Write out only the opening lines of the entries, through the line with "not a valid".
━━ Material for this task
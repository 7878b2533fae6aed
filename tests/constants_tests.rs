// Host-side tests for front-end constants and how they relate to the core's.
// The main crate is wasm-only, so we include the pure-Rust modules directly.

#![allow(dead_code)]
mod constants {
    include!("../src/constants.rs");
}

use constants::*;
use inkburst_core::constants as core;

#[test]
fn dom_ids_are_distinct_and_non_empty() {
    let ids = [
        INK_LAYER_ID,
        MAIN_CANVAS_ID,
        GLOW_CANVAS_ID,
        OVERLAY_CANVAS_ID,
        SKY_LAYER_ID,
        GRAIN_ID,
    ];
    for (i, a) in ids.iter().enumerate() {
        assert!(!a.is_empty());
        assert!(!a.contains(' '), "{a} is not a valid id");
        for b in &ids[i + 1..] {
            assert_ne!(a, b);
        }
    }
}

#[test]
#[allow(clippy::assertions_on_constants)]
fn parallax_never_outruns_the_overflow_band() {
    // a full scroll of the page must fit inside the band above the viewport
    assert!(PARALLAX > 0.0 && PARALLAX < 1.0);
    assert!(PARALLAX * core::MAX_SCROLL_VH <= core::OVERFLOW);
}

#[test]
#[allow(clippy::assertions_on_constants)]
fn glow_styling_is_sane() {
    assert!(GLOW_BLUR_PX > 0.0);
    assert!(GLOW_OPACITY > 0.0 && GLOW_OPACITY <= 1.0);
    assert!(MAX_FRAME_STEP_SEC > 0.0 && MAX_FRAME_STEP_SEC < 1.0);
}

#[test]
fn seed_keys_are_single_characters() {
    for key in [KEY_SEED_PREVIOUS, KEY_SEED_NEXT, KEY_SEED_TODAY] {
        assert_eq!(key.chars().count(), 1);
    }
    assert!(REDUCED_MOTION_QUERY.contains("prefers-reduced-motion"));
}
━━━━
# Exercise answer
repository 7878b2533fae6aed
filename tests/constants_tests.rs
// Host-side tests for front-end constants and how they relate to the core's.
// The main crate is wasm-only, so we include the pure-Rust modules directly.

#![allow(dead_code)]
mod constants {
    include!("../src/constants.rs");
}

use constants::*;
use inkburst_core::constants as core;

#[test]
fn dom_ids_are_distinct_and_non_empty() {
    let ids = [
        INK_LAYER_ID,
        MAIN_CANVAS_ID,
        GLOW_CANVAS_ID,
        OVERLAY_CANVAS_ID,
        SKY_LAYER_ID,
        GRAIN_ID,
    ];
    for (i, a) in ids.iter().enumerate() {
        assert!(!a.is_empty());
        assert!(!a.contains(' '), "{a} is not a valid id");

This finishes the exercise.